//! # Go Fish engine
//!
//! Game state and rules for Go Fish: the deck, hands, the request / go-fish
//! exchange, book detection, turn order and the end-of-game check.
//! Nothing here knows about a user interface. A front end constructs a
//! [`GameState`], feeds it commands for the current player and renders the
//! [`GameEvent`]s and [`GameView`]s it gets back.

mod card;
mod error;
mod logic;
mod message;
mod player;
mod state;

pub use card::*;

pub use error::GameError;

pub use message::*;

pub use player::*;

pub use state::*;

- [REQUIRED ACTION]: Each entry must be printed again exactly as given.

- [COMPLETED EXERCISE]:
//! # Go Fish engine
//!
//! Game state and rules for Go Fish: the deck, hands, the request / go-fish
//! exchange, book detection, turn order and the end-of-game check.
//! Nothing here knows about a user interface. A front end constructs a
//! [`GameState`], feeds it commands for the current player and renders the
//! [`GameEvent`]s and [`GameView`]s it gets back.

mod card;
mod error;
mod logic;
mod message;
mod player;
mod state;

pub use card::*;

pub use error::GameError;

pub use message::*;

pub use player::*;

pub use state::*;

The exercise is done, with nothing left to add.